He almost can't believe she's real. The young veterinarian Jacob (Robert Pattinson) confesses this to the audience in voiceover, as we stare through his eyes at Marlena (Reese Witherspoon) reclining across her ailing horse. (He's talking about Marlena but that horse is a vision, too.) Marlena's equine slumber is the strangely serene finale to what is otherwise a typically busy circus act. In Jacob's defense, she is quite a vision; Reese's hair is nearly Harlow blonde, her innate starpower reflects as much light as her shimmery costume, and the horse ain't bad either. Marlena is almost musical, really, riding into the tent on the ripple of black and white stallions. It almost makes you wish that Water For Elephants were a musical. It thrives on these heightened moments, the ones that feel half imagined rather than remembered, and both musicals and epic period romances, a related endangered species, need these to induce the swooning.
Water for Elephants is adapted from the bestseller of the same name which introduces us to a nursing home escapee Jacob who tells a stranger in the circus business his life story. He ran away to the circus when tragedy struck and signed on as their vet, quickly proving indispensable. Naturally the young ivy league dropout falls for the star performer (Marlena) who is stuck in an abusive relationship with her older ringmaster husband. A new addition to the circus, an elephant named Rosie, strains their already tense triangular working relationship.
The unmistakable mistake within the the adaptation by Richard Lagravenese is its timidity. It's almost as if the screenwriter and possibly the director were afraid of breaking the spell that the #1 bestseller had on its audience. It's frustrating really that they were so shy. "Water For Elephants" in literary form, wasn't anything like a masterpiece to coax gingerly with reverence toward the screen. What it had going for it was the incredible images it conjured up; as books go it was practically already a movie. It needed a team that would corral it from big top to big screen with a merciless showman's precision, tossing its less wieldly bits off the train at the first opportunity. It needed to be an August rather than a Jacob. Take the framing device, for instance. It's awkward but enough in the book but justifies its presence somewhat with a good deal of meatiness. Truncated to screen form it's virtually character-free, the definition of inelegant structure. Why not toss it out altogether? (Sorry Hal Holbrook and Paul Schneider but you didn't have characters to play anyway!). Young Jacob's opening act tragedy is also entirely mangled by truncation. Few things are less interesting than waiting for a movie to get where you know it's going and few things are more exciting than entering a movie mid scene and running to catch up. Better to have kicked off with a despondent young man hopping aboard a moving train. Who is he? Why is someone this well educated and richly dressed acting like a hobo? Let key dialogue moments but mostly the skill of the actors (you hired pricey ones) suggest the back story. With best sellers the audience will fill in more than you should ever tell.

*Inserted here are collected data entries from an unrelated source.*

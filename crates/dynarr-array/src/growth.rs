//! Capacity growth policy.
//!
//! The array grows only when an insertion finds `len == capacity`. The
//! first allocation reserves [`INITIAL_CAPACITY`] slot; every later one
//! multiplies the current capacity by [`GROWTH_FACTOR`]. Capacities observed
//! at reallocation boundaries are therefore `1, 2, 4, 8, ...`.

/// Capacity reserved by the first growth of an empty, unallocated array.
pub const INITIAL_CAPACITY: usize = 1;

/// Multiplier applied to a non-zero capacity on each reallocation.
pub const GROWTH_FACTOR: usize = 2;

/// Capacity to reallocate to when a buffer of `current` slots is full.
///
/// Returns `None` if the doubled capacity does not fit in `usize`.
pub fn grown_capacity(current: usize) -> Option<usize> {
    if current == 0 {
        Some(INITIAL_CAPACITY)
    } else {
        current.checked_mul(GROWTH_FACTOR)
    }
}
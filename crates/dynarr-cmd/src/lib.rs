//! Line-oriented command runner for [`DynamicArray`](dynarr_array::DynamicArray).
//!
//! The protocol is a command count on the first line followed by that many
//! command lines:
//!
//! | Command | Args | Output |
//! |---------|------|--------|
//! | `push` | value | none |
//! | `print` | none | elements, or the empty marker |
//! | `size` | none | element count |
//! | `get` | index | element at index |
//! | `insert` | index, value | none |
//! | `pop` | none | none |
//! | `iterator` | none | elements, or the empty marker |
//! | `foreach` | none | elements, or the empty marker |
//! | `clear` | none | none |
//!
//! Elements are written each followed by one space, then a newline.
//! [`CommandRunner`] works over any `BufRead`/`Write` pair, so the whole
//! protocol can be exercised without touching stdin or stdout.

#![deny(missing_docs)]
#![deny(rustdoc::broken_intra_doc_links)]
#![forbid(unsafe_code)]

pub mod command;
pub mod config;
pub mod error;
pub mod runner;

pub use command::{Command, CommandError};
pub use config::{ConfigError, RunnerConfig};
pub use error::{ExecuteError, RunError};
pub use runner::{CommandRunner, RunStats};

Still, the movie version has a few moments just as magical as Marlena's horse act most of them springing from the colorful alien milieu. The 1930 traveling circus is very well executed by the A list production team including production designer Jack Fisk (There Will Be Blood), costume designer Jacqueline West (The Curious Case of Benjamin Button), and cinematographer Rodrigo Prieto (Brokeback Mountain). On occasion the performances get to be the show, courtesy mostly of Christoph Waltz (Inglourious Basterds). His blazingly confident command of the camera is impossible to miss as are his efforts to elevate the archetypal Svengali character, by leaning hard into August's vulnerable moments, the aftermath of his rage or control. A fine pachyderm actor by the name of Tai is also wonderful as "Rosie".

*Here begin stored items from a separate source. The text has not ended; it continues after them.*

//! Generated runner session example.
//!
//! Demonstrates: build a script → run it → inspect the array the commands
//! left behind.

use dynarr_bench::command_script;
use dynarr_cmd::{CommandRunner, RunnerConfig};

fn main() {
    println!("=== dynarr runner session ===\n");

    for (n, seed) in [(20, 1), (1_000, 2), (100_000, 3)] {
        let script = command_script(n, seed);
        let mut runner: CommandRunner<u64> = CommandRunner::new(RunnerConfig::default());
        let mut out = Vec::new();
        let stats = runner.run(script.as_bytes(), &mut out).unwrap();
        let array = runner.array();
        println!(
            "  {:>7} commands: executed={:>7}, len={:>6}, capacity={:>6}, output={:>9} bytes",
            n,
            stats.executed,
            array.len(),
            array.capacity(),
            out.len(),
        );
    }
}
//! Low-level primitives for array storage.
//!
//! `RawBuffer` owns exactly one heap allocation of `capacity` slots and
//! nothing more. It never reads, writes or drops elements: which slots are
//! initialised is tracked by the owning [`DynamicArray`](crate::DynamicArray).
//! Dropping a `RawBuffer` releases its allocation exactly once.
//!
//! Zero-capacity buffers and buffers of zero-sized `T` own no allocation and
//! use a dangling, well-aligned pointer.

#![allow(unsafe_code)]

use std::alloc::{self, Layout};
use std::marker::PhantomData;
use std::mem;
use std::ptr::NonNull;

/// Uninitialised, single-owner storage for `capacity` values of `T`.
pub(crate) struct RawBuffer<T> {
    ptr: NonNull<T>,
    cap: usize,
    /// Owns `T` values for drop-check purposes.
    _marker: PhantomData<T>,
}

// SAFETY: RawBuffer uniquely owns its allocation, so moving it to another
// thread moves the (potential) `T` values with it.
unsafe impl<T: Send> Send for RawBuffer<T> {}
// SAFETY: shared access only hands out `*const T`, usable by `&T` readers.
unsafe impl<T: Sync> Sync for RawBuffer<T> {}

impl<T> RawBuffer<T> {
    /// An empty buffer with no allocation.
    pub(crate) const fn new() -> Self {
        Self {
            ptr: NonNull::dangling(),
            cap: 0,
            _marker: PhantomData,
        }
    }

    /// Allocate room for exactly `capacity` values.
    ///
    /// Aborts through [`alloc::handle_alloc_error`] if the allocator fails,
    /// and panics if the byte size of the request overflows.
    pub(crate) fn with_capacity(capacity: usize) -> Self {
        if capacity == 0 {
            return Self::new();
        }
        let layout = match Layout::array::<T>(capacity) {
            Ok(layout) => layout,
            Err(_) => capacity_overflow(),
        };
        if layout.size() == 0 {
            return Self {
                ptr: NonNull::dangling(),
                cap: capacity,
                _marker: PhantomData,
            };
        }

        // SAFETY: `layout` has a non-zero size.
        let raw = unsafe { alloc::alloc(layout) };
        let ptr = match NonNull::new(raw.cast::<T>()) {
            Some(ptr) => ptr,
            None => alloc::handle_alloc_error(layout),
        };
        Self {
            ptr,
            cap: capacity,
            _marker: PhantomData,
        }
    }

    /// Number of slots this buffer can hold.
    pub(crate) fn capacity(&self) -> usize {
        self.cap
    }

    /// Pointer to slot 0. Never null, always aligned.
    pub(crate) fn as_ptr(&self) -> *const T {
        self.ptr.as_ptr()
    }

    /// Mutable pointer to slot 0. Never null, always aligned.
    pub(crate) fn as_mut_ptr(&mut self) -> *mut T {
        self.ptr.as_ptr()
    }

    /// Layout of the live allocation, or `None` when nothing was allocated.
    fn allocation(&self) -> Option<Layout> {
        if self.cap == 0 || mem::size_of::<T>() == 0 {
            return None;
        }
        Layout::array::<T>(self.cap).ok()
    }
}

impl<T> Drop for RawBuffer<T> {
    fn drop(&mut self) {
        if let Some(layout) = self.allocation() {
            // SAFETY: `ptr` was returned by `alloc::alloc` with this exact
            // layout in `with_capacity` and has not been freed since.
            unsafe { alloc::dealloc(self.ptr.as_ptr().cast::<u8>(), layout) };
        }
    }
}

/// Abort a growth or copy whose capacity cannot be represented.
#[cold]
pub(crate) fn capacity_overflow() -> ! {
    panic!("capacity overflow");
}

Water For Elephants is smart enough to understand that it's closer to a romantic quadrangle (3/4ths human, 1/4th other) than a typical romantic epic. It wouldn't work without the aggressive push of August or the mysterious pull of Rosie but the young lovers are still crucial. In some ways Pattinson, a far more limited actor than Witherspoon, is better at the romantic grand gesture of this particular vehicle because he's not at all strong with specificity. (Though to be fair the book had this problem too, Jacob refusing to prove as dimensional as the supporting players.) Perhaps it's the cost of being the storyteller? Witherspoon acquits herself well, reminding us why she's a star, but her relationship with Waltz is so ably defined by both actors and involves more tenderness than you might expect from a movie portrayal of an abusive marriage so her turn towards her young savior feels slightly unfocused; It's arguably a sketch where bold romantic strokes might have helped. But in both the circus and at the movies, eye candy is the star attraction. Jacob and Marlena look great together in their romantic clinches, all sharp angled faces struggling to make room for soft feeling.